The impact of comorbidities and functional status on outcomes in the older adult emergency general surgery patient.

机构信息

Division of Trauma, Emergency Surgery, and Surgical Critical Care, Department of Surgery, Massachusetts General Hospital and Harvard Medical School, Boston, MA, United States.

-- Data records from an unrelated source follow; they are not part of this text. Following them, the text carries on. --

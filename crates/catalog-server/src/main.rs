use anyhow::{Context, Result};
use catalog_server::config::ServerConfig;

#[tokio::main]
async fn main() -> Result<()> {
    // Load configuration from environment variables
    let config = ServerConfig::load().context("Failed to load configuration")?;

    // Run the server using the library's run function
    catalog_server::run(config).await.context("Server error")?;

    Ok(())
}
//! REST API client for the Catalog service
//!
//! Thin wrapper over reqwest: one method per Resource API operation, with
//! the server's error envelope parsed into `ClientError::Api`.

use reqwest::{Client, Response};
use serde::Deserialize;
use serde_json::Value;
use std::env;
use std::time::Duration;

use catalog_core::{Product, ProductFields, ProductId};

use crate::error::ClientError;

/// Default API base URL for local development
pub const DEFAULT_API_URL: &str = "http://localhost:5001";

/// Response for a successful delete
#[derive(Debug, Clone, Deserialize)]
pub struct DeleteResponse {
    pub message: String,
}

/// Client for the Catalog Resource API
#[derive(Debug, Clone)]
pub struct ApiClient {
    /// Base URL of the API
    base_url: String,

    /// HTTP client
    client: Client,
}

impl ApiClient {
    /// Create a new ApiClient against the given base URL
    pub fn new(base_url: impl Into<String>) -> Self {
        let client = Client::builder()
            .timeout(Duration::from_secs(30))
            .build()
            .expect("Failed to create HTTP client");

        let mut base_url = base_url.into();
        while base_url.ends_with('/') {
            base_url.pop();
        }

        Self { base_url, client }
    }

    /// Create a client configured from `CATALOG_API_URL`, falling back to
    /// the local default
    pub fn from_env() -> Self {
        let base_url = env::var("CATALOG_API_URL").unwrap_or_else(|_| DEFAULT_API_URL.to_string());
        Self::new(base_url)
    }

    /// Get the URL for the product collection
    fn products_url(&self) -> String {
        format!("{}/products", self.base_url)
    }

    /// Get the URL for a specific product
    fn product_url(&self, id: ProductId) -> String {
        format!("{}/{}", self.products_url(), id)
    }

    /// Fetch all products
    pub async fn list_products(&self) -> Result<Vec<Product>, ClientError> {
        let response = self.client.get(self.products_url()).send().await?;
        let response = Self::check_status(response).await?;
        Ok(response.json().await?)
    }

    /// Create a product from the given fields
    pub async fn create_product(&self, fields: &ProductFields) -> Result<Product, ClientError> {
        let response = self
            .client
            .post(self.products_url())
            .json(fields)
            .send()
            .await?;
        let response = Self::check_status(response).await?;
        Ok(response.json().await?)
    }

    /// Replace all fields of an existing product
    pub async fn update_product(
        &self,
        id: ProductId,
        fields: &ProductFields,
    ) -> Result<Product, ClientError> {
        let response = self
            .client
            .put(self.product_url(id))
            .json(fields)
            .send()
            .await?;
        let response = Self::check_status(response).await?;
        Ok(response.json().await?)
    }

    /// Delete a product
    pub async fn delete_product(&self, id: ProductId) -> Result<DeleteResponse, ClientError> {
        let response = self.client.delete(self.product_url(id)).send().await?;
        let response = Self::check_status(response).await?;
        Ok(response.json().await?)
    }

    /// Turn a non-success response into the API error it carries
    async fn check_status(response: Response) -> Result<Response, ClientError> {
        let status = response.status();
        if status.is_success() {
            return Ok(response);
        }

        let body: Value = response.json().await.unwrap_or(Value::Null);
        let message = body["error"]
            .as_str()
            .unwrap_or("Unexpected server error")
            .to_string();

        Err(ClientError::Api {
            status: status.as_u16(),
            message,
        })
    }
}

Division of Trauma, Emergency Surgery, and Surgical Critical Care, Department of Surgery, Massachusetts General Hospital and Harvard Medical School, Boston, MA, United States.

出版信息

Am J Surg. 2024 Nov;237:115903. doi: 10.1016/j.amjsurg.2024.115903. Epub 2024 Aug 15.

Abstract

BACKGROUND

The aim of this study is to quantify the relative contribution of comorbidities and pre-operative functional status on outcomes in geriatric emergency general surgery (EGS) patients.

METHODS

This is a retrospective study of older-adult EGS patients at an academic medical center between 2017 and 2018. Patients ≥65 years were included. The primary outcomes examined were 30-day mortality, 30-day morbidity, and length of stay (LOS).

RESULTS

734 patients were included. The mean age was 76, and 48.9 ​% received non-operative management. The median LOS was 6.8 days; 11.8 ​% of patients died within 30 days, and 40.6 ​% developed morbidities. Lacking capacity to consent on admission was independently associated with 30-day mortality (OR: 2.63, [1.32-5.25], p ​= ​0.006). Comorbidities associated with developing morbidity were CVA with neurologic deficit (OR: 2.29, [1.20-4.36], p ​= ​0.012), CHF (OR: 2.60, [1.64-4.11], p ​< ​0.001), in addition to pre-operative delirium (OR: 3.42, [1.43-8.14], p ​= ​0.006).

CONCLUSIONS

A significant contribution to outcomes is determined by pre-admission comorbidities and cognitive and functional status. Opportunities exist for collaboration between Acute Care Surgery and geriatric medicine teams for the optimization of comorbidities.

摘要

背景

本研究旨在量化合并症和术前功能状态对老年急诊普通外科(EGS)患者结局的相对贡献。

方法

这是对 2017 年至 2018 年期间在学术医疗中心接受老年 EGS 治疗的患者进行的回顾性研究。纳入年龄≥65 岁的患者。主要观察指标为 30 天死亡率、30 天发病率和住院时间(LOS)。

结果

共纳入 734 例患者,平均年龄为 76 岁,48.9%接受了非手术治疗。中位 LOS 为 6.8 天;30 天内有 11.8%的患者死亡,40.6%的患者出现并发症。入院时无能力同意治疗与 30 天死亡率独立相关(OR:2.63,[1.32-5.25],p=0.006)。与发生并发症相关的合并症有伴有神经功能缺损的 CVA(OR:2.29,[1.20-4.36],p=0.012)、CHF(OR:2.60,[1.64-4.11],p<0.001),以及术前谵妄(OR:3.42,[1.43-8.14],p=0.006)。

结论

入院前的合并症以及认知和功能状态对结局有显著影响。急性外科和老年医学团队之间存在合作机会,以优化合并症的治疗。